A: The columns corresponding to the pivots of your original matrix will be a basis for the column space.
A: The column space is the span of the column vectors of $A$, The original matrix. As got it--thanks commented, row reduction does not preserve the column space.
So the column space is: 
$\mathrm{span}\bigg(\begin{bmatrix} 3 \\ 3 \\ -2 \\ -2 \\ 4 \end{bmatrix}, \begin{bmatrix} 3 \\ 5 \\ 4 \\ -4 \\ 9 \end{bmatrix}, \begin{bmatrix} 3 \\ 1 \\ -8 \\ 0 \\ -1 \end{bmatrix}\bigg)$.
To find an actual basis for the column space, we need to reduce this list to a linearly independent list, if it is not already.
In fact, you can show that these three vectors are not linearly independent. Particularly, the third can be written as a linear combination of the first two.
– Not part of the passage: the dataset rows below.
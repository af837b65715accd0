//! Command execution.

use crate::Commands;
use colored::Colorize;
use robotrpc_client::{LogLevel, RetVal, Robot};
use serde_json::Value;

/// Executes a command and returns the formatted output.
pub async fn execute(robot: &Robot, cmd: Commands) -> Result<String, Box<dyn std::error::Error>> {
    match cmd {
        Commands::Repl => unreachable!(),

        Commands::CheckAdmin => Ok(format_bool(robot.check_admin().await?)),

        Commands::Elevate { immediate } => Ok(format_bool(robot.elevate(immediate).await?)),

        Commands::Say { message } => Ok(format_ret(robot.say(&message).await?)),

        Commands::SendUser { user, message } => {
            Ok(format_ret(robot.send_user_message(&user, &message).await?))
        }

        Commands::SendChannel {
            channel,
            message,
            thread,
        } => Ok(format_ret(
            robot
                .send_channel_thread_message(&channel, &thread, &message)
                .await?,
        )),

        Commands::Attribute { attribute, bot, of } => {
            let attr = match (bot, of) {
                (true, _) => robot.get_bot_attribute(&attribute).await?,
                (false, Some(user)) => robot.get_user_attribute(&user, &attribute).await?,
                (false, None) => robot.get_sender_attribute(&attribute).await?,
            };
            if attr.ret_val == RetVal::Ok {
                Ok(attr.attribute)
            } else {
                Ok(format_ret(attr.ret_val))
            }
        }

        Commands::Prompt { regex_id, prompt } => {
            let reply = robot.prompt_for_reply(&regex_id, &prompt).await?;
            if reply.ret_val == RetVal::Ok {
                Ok(reply.reply)
            } else {
                Ok(format_ret(reply.ret_val))
            }
        }

        Commands::GetDatum { key } => {
            let memory = robot.checkout_datum(&key, false).await?;
            if !memory.exists() {
                return Ok(format!("{} {}", "No datum".yellow(), key.cyan()));
            }
            Ok(format_json(memory.datum()))
        }

        Commands::SetDatum { key, datum } => {
            let datum = parse_json_arg(&datum)?;
            let mut memory = robot.checkout_datum(&key, true).await?;
            if !memory.is_locked() {
                return Ok(format_ret(memory.ret_val()));
            }
            memory.set_datum(datum);
            Ok(format_ret(robot.update_datum(memory).await?))
        }

        Commands::Remember { key, value, shared } => {
            Ok(format_ret(robot.remember(&key, &value, shared).await?))
        }

        Commands::Recall { key, shared } => {
            let value = robot.recall(&key, shared).await?;
            if value.is_empty() {
                Ok(format!("{} {}", "Nothing remembered for".yellow(), key.cyan()))
            } else {
                Ok(value)
            }
        }

        Commands::Email {
            subject,
            body,
            user,
            address,
            html,
        } => {
            let ret = match (user, address) {
                (Some(user), _) => robot.email_user(&user, &subject, &body, html).await?,
                (None, Some(address)) => {
                    robot.email_address(&address, &subject, &body, html).await?
                }
                (None, None) => robot.email(&subject, &body, html).await?,
            };
            Ok(format_ret(ret))
        }

        Commands::AddJob { name, args } => {
            let args: Vec<&str> = args.iter().map(String::as_str).collect();
            Ok(format_ret(robot.add_job(&name, &args).await?))
        }

        Commands::AddTask { name, args } => {
            let args: Vec<&str> = args.iter().map(String::as_str).collect();
            Ok(format_ret(robot.add_task(&name, &args).await?))
        }

        Commands::AddCommand { plugin, command } => {
            Ok(format_ret(robot.add_command(&plugin, &command).await?))
        }

        Commands::SetParameter { name, value } => {
            Ok(format_bool(robot.set_parameter(&name, &value).await?))
        }

        Commands::GetParameter { name } => Ok(robot.get_parameter(&name).await?),

        Commands::Log { level, message } => {
            let level = LogLevel::from_wire(&level)
                .ok_or_else(|| format!("unknown log level: {}", level))?;
            Ok(format_ret(robot.log(level, &message).await?))
        }

        Commands::TaskConfig => {
            let config = robot.get_task_config().await?;
            if config.ret_val != RetVal::Ok {
                return Ok(format_ret(config.ret_val));
            }
            Ok(format_json(&config.config))
        }
    }
}

/// Formats a return code, green for `Ok`.
pub(crate) fn format_ret(ret: RetVal) -> String {
    if ret == RetVal::Ok {
        ret.as_str().green().to_string()
    } else {
        format!("{} ({})", ret.as_str().red(), ret.code())
    }
}

pub(crate) fn format_bool(value: bool) -> String {
    if value {
        "true".green().to_string()
    } else {
        "false".yellow().to_string()
    }
}

/// Parses a JSON argument (either inline JSON or @file.json).
pub(crate) fn parse_json_arg(arg: &str) -> Result<Value, Box<dyn std::error::Error>> {
    if let Some(path) = arg.strip_prefix('@') {
        let content = std::fs::read_to_string(path)?;
        Ok(serde_json::from_str(&content)?)
    } else {
        Ok(serde_json::from_str(arg)?)
    }
}

/// Formats JSON for display.
pub(crate) fn format_json(value: &Value) -> String {
    serde_json::to_string_pretty(value).unwrap_or_else(|_| value.to_string())
}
Since the first two are linearly independent (which you should verify), we can write $\bigg(\begin{bmatrix} 3 \\ 3 \\ -2 \\ -2 \\ 4 \end{bmatrix}, \begin{bmatrix} 3 \\ 5 \\ 4 \\ -4 \\ 9 \end{bmatrix}\bigg)$ as a basis for the column space.
A: Using row operations preserves the row space, but destroys the column space. Instead, what you want to do is to use column operations to put the matrix in column reduced echelon form. The resulting matrix will have the same column space, and the nonzero columns will be a basis.

It's maybe too strong to say row operations destroy the column space — instead they can be thought of as performing a change of coordinates. That is why the method of the other answers work: in the new coordinates, it's easy to find a maximal linearly independent set of columns — i.e. a basis. And such a thing is a basis no matter what coordinate representation you use, so the corresponding columns from the original matrix form a basis in the original coordinates.